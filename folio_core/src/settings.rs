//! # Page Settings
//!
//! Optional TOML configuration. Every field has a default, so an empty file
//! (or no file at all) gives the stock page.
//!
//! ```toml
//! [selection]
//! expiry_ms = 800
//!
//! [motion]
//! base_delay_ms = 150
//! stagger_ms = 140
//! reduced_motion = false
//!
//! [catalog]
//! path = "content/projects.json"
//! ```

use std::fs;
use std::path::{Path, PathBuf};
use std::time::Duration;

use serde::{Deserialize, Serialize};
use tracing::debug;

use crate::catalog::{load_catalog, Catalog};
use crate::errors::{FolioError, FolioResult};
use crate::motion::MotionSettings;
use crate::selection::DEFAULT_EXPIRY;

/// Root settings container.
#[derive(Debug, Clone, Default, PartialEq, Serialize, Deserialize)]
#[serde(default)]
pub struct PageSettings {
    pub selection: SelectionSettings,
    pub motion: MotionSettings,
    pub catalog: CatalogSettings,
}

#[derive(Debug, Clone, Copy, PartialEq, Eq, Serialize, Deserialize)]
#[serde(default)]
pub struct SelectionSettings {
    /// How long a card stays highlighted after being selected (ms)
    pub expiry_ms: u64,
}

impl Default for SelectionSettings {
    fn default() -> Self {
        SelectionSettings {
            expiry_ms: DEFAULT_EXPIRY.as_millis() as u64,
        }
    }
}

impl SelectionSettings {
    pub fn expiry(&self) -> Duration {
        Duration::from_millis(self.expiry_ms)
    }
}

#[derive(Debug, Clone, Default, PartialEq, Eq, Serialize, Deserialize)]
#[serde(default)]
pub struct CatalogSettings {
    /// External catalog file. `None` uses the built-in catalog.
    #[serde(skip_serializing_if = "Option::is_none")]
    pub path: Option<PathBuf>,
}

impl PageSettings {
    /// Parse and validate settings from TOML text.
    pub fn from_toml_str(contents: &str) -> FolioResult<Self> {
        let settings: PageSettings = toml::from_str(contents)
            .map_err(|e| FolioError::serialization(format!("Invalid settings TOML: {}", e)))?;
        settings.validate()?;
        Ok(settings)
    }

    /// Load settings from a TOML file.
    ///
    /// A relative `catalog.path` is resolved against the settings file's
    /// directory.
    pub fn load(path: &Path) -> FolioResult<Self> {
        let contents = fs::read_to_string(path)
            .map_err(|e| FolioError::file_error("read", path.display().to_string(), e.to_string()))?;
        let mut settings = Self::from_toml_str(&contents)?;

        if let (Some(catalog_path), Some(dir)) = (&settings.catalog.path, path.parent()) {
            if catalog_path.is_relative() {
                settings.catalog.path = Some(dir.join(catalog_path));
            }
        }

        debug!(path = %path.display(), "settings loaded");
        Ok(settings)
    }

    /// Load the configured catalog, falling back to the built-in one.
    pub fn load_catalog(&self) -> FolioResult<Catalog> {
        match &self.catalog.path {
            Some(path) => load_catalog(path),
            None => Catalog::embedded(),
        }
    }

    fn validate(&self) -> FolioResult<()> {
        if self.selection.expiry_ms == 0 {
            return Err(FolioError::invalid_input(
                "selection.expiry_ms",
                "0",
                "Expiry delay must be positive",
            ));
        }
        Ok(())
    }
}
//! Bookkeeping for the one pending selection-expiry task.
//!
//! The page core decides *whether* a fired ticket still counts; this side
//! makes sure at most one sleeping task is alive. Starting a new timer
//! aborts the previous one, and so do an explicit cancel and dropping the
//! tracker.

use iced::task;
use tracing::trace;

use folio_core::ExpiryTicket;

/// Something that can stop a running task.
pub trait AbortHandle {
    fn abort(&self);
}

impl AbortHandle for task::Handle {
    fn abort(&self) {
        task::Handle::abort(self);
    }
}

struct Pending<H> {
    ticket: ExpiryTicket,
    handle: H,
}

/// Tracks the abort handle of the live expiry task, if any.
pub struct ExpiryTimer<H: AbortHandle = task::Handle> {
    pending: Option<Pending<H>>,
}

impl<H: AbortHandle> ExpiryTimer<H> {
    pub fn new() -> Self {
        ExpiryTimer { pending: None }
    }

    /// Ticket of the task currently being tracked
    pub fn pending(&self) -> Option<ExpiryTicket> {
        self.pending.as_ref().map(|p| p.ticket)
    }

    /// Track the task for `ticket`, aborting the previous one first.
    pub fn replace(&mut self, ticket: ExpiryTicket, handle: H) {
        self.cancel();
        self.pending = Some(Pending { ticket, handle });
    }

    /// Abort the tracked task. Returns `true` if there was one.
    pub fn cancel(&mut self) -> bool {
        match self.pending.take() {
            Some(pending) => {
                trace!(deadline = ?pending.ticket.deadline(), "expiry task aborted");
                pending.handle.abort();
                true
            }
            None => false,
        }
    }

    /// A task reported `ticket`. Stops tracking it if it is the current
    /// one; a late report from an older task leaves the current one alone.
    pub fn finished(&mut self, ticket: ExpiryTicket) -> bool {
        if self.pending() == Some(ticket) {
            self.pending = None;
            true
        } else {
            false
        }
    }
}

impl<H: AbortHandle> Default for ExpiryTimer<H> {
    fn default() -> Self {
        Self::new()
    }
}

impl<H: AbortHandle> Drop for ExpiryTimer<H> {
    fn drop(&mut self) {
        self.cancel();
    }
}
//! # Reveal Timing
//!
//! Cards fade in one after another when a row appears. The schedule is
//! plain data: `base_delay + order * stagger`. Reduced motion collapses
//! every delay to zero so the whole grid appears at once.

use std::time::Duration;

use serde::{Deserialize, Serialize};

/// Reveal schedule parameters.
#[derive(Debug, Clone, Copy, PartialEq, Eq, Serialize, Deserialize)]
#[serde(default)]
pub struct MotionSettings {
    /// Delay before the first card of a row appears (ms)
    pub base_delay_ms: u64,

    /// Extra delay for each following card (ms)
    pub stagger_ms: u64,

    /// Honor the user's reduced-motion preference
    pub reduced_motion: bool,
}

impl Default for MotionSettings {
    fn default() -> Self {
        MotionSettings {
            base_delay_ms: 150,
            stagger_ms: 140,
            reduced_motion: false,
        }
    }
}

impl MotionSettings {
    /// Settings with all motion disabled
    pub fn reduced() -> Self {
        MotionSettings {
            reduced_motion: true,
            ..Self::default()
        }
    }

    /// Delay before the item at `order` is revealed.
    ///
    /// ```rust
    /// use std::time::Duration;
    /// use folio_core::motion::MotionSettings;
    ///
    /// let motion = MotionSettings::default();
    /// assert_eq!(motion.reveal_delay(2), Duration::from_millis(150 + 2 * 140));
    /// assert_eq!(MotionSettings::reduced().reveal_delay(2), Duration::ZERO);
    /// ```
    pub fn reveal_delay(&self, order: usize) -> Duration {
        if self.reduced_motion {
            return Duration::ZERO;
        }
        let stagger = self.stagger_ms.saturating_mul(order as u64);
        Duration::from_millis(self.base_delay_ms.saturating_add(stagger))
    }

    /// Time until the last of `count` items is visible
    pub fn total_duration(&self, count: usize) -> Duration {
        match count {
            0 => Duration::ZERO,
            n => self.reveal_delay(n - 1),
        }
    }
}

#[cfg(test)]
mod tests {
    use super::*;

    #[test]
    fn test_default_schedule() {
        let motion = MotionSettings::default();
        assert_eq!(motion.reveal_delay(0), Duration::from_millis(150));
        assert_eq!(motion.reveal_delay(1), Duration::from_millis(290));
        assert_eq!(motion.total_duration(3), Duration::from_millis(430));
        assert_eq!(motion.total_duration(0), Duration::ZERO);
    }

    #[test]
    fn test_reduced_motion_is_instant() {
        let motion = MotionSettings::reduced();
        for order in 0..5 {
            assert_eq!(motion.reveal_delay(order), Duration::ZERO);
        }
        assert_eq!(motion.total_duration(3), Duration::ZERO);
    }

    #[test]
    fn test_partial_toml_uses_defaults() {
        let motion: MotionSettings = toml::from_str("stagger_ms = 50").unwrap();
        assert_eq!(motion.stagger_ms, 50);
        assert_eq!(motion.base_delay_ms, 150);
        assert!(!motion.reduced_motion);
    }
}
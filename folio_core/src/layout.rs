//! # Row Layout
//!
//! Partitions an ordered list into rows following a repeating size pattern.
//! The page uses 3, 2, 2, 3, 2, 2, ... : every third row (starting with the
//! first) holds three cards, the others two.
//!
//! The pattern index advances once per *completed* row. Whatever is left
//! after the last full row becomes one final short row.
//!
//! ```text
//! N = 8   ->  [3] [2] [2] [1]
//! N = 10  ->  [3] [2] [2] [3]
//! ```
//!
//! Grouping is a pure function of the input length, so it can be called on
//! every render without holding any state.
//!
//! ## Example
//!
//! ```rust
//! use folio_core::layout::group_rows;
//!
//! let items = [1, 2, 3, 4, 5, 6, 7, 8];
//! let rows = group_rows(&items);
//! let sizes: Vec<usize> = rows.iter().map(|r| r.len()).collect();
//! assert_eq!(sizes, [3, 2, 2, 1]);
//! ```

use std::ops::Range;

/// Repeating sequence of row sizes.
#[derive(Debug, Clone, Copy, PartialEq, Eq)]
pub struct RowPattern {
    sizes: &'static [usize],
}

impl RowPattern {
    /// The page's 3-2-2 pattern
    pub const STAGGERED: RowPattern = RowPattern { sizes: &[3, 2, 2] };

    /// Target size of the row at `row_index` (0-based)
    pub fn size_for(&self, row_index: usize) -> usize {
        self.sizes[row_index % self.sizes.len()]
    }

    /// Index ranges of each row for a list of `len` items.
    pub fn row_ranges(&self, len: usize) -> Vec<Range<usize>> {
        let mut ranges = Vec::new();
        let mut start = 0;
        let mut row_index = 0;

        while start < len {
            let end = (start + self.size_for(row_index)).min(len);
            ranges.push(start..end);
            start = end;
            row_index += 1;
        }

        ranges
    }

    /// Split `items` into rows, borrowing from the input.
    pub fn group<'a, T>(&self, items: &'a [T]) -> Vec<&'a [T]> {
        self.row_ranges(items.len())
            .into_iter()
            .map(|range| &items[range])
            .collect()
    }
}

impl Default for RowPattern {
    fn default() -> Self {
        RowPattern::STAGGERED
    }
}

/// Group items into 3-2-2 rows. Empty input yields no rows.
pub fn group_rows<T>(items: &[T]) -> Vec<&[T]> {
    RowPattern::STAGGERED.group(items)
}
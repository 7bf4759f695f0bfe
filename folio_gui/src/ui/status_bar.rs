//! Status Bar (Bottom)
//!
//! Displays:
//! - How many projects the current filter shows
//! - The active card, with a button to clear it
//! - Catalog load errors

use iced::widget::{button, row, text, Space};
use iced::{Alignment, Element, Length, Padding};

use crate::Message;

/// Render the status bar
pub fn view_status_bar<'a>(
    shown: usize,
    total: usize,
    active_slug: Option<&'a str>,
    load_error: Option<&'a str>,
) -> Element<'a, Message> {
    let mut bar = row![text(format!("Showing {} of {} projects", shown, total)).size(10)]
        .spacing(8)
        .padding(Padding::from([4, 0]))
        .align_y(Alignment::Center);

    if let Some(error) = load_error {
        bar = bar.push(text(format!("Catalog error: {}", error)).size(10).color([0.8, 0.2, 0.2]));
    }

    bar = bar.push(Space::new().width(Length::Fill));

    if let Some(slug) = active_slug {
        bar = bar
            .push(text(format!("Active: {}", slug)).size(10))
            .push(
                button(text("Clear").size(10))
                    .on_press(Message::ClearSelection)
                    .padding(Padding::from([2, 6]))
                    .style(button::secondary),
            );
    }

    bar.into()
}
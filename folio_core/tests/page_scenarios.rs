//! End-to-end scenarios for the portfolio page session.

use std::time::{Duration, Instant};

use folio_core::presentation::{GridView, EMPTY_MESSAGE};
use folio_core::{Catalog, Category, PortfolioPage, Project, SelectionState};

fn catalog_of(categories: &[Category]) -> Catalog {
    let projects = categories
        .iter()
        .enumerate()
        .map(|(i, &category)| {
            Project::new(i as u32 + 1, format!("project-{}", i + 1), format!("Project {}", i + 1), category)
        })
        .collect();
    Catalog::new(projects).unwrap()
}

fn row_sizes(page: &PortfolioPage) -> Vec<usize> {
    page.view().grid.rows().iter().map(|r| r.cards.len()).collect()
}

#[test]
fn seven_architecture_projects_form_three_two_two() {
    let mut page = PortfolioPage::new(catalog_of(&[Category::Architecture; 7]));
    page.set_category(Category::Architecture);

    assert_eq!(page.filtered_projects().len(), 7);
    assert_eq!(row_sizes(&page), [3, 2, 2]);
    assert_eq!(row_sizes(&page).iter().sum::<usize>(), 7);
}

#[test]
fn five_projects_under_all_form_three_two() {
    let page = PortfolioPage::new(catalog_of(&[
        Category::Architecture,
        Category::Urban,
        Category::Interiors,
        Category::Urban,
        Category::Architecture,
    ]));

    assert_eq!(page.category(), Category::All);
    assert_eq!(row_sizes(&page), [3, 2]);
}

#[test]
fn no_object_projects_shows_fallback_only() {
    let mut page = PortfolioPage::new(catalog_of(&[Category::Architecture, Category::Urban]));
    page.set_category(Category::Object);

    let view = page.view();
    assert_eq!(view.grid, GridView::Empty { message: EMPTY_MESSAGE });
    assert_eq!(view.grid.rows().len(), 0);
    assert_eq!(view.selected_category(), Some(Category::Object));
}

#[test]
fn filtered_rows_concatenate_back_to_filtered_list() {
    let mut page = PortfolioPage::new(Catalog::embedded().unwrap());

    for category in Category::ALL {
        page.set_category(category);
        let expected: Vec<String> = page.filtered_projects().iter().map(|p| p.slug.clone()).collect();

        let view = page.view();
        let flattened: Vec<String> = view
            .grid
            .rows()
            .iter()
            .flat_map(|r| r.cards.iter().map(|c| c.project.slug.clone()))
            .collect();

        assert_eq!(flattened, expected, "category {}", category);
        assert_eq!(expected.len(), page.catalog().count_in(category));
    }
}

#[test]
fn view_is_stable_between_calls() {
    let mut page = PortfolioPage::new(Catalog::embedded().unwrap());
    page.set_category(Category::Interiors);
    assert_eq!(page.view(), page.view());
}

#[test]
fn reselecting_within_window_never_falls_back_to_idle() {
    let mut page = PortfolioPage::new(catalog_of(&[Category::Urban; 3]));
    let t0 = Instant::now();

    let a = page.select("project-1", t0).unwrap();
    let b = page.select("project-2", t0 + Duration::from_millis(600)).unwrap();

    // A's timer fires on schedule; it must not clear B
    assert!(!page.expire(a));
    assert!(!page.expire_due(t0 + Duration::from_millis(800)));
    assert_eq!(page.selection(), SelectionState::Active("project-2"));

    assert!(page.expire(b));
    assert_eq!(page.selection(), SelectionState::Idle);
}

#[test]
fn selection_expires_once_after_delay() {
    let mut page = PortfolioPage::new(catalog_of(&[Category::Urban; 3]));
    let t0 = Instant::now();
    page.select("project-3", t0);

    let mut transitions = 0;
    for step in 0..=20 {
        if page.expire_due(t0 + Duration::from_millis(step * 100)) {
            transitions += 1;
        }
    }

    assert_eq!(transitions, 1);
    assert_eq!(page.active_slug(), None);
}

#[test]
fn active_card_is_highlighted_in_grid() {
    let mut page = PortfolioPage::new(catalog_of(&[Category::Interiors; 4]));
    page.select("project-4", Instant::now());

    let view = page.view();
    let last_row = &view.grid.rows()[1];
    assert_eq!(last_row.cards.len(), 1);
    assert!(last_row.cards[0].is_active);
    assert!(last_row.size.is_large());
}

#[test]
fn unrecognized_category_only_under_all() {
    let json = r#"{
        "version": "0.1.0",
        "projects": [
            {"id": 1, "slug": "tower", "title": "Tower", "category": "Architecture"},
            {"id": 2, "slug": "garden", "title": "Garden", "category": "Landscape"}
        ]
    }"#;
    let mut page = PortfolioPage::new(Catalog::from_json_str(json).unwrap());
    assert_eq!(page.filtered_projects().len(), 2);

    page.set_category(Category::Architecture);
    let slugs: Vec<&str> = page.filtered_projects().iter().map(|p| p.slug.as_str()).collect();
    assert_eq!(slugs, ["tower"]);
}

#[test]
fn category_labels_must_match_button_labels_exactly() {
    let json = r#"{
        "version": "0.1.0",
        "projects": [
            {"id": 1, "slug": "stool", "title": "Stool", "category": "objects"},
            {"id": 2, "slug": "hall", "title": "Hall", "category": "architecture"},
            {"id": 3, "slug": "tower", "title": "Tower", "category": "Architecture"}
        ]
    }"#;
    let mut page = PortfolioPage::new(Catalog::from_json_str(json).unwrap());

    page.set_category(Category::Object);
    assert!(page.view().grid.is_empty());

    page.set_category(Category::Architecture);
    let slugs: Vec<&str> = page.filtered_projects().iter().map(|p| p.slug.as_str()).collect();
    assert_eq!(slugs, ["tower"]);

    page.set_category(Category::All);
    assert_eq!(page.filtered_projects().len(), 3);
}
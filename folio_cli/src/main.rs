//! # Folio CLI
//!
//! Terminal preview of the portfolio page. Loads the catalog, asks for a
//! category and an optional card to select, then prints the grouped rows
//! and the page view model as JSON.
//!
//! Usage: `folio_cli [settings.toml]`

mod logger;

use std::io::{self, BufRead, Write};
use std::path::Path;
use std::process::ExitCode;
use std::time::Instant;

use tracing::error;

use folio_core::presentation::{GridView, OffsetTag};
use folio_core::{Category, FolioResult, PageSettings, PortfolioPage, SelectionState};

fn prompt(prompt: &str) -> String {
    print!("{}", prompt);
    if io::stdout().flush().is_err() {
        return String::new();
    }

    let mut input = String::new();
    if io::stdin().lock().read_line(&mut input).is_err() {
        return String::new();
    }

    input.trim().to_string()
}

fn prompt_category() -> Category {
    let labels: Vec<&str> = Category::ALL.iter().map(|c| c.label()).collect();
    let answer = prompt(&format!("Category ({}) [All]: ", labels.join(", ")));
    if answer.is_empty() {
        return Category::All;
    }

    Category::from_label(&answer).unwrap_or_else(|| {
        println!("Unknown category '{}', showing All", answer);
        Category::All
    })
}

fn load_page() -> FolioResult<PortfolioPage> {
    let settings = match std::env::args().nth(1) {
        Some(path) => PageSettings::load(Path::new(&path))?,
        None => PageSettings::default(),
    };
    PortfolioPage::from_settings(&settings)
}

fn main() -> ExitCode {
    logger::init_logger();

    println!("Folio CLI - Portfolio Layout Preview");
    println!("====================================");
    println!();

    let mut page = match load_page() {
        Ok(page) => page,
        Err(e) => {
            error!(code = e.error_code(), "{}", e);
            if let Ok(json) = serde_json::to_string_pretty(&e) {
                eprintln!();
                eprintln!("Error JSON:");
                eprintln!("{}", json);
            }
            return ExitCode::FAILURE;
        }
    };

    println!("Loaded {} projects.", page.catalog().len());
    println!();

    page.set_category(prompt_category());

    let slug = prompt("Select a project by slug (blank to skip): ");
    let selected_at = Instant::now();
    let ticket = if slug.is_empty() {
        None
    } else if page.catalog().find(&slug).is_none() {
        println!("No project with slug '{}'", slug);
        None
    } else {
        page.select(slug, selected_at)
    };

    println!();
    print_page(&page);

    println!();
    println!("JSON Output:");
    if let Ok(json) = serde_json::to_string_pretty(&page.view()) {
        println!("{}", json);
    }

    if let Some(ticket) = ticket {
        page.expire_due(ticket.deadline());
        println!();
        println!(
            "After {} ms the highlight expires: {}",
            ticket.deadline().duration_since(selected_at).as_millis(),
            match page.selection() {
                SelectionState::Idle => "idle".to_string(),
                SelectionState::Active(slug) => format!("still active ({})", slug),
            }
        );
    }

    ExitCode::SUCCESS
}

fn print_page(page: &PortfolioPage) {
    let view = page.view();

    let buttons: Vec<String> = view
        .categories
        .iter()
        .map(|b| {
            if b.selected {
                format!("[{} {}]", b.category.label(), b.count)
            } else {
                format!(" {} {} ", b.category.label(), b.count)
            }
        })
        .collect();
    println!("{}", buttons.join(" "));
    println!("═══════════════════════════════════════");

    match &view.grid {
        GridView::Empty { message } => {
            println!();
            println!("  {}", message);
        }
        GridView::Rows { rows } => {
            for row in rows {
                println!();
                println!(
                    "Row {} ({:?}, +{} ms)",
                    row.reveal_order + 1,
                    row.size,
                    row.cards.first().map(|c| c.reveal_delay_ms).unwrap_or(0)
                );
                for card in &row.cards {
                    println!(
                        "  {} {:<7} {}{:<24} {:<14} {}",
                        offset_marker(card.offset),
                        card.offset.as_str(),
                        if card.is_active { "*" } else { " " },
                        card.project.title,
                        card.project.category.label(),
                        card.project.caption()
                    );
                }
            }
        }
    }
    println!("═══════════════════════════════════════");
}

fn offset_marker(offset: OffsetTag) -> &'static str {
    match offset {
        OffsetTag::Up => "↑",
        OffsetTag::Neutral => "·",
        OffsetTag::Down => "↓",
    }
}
────
Task to complete
Pick out and copy the lines of the entries that hold the string "false".

Solved problem
//! reduced_motion = false
            None => false,
            false
            reduced_motion: false,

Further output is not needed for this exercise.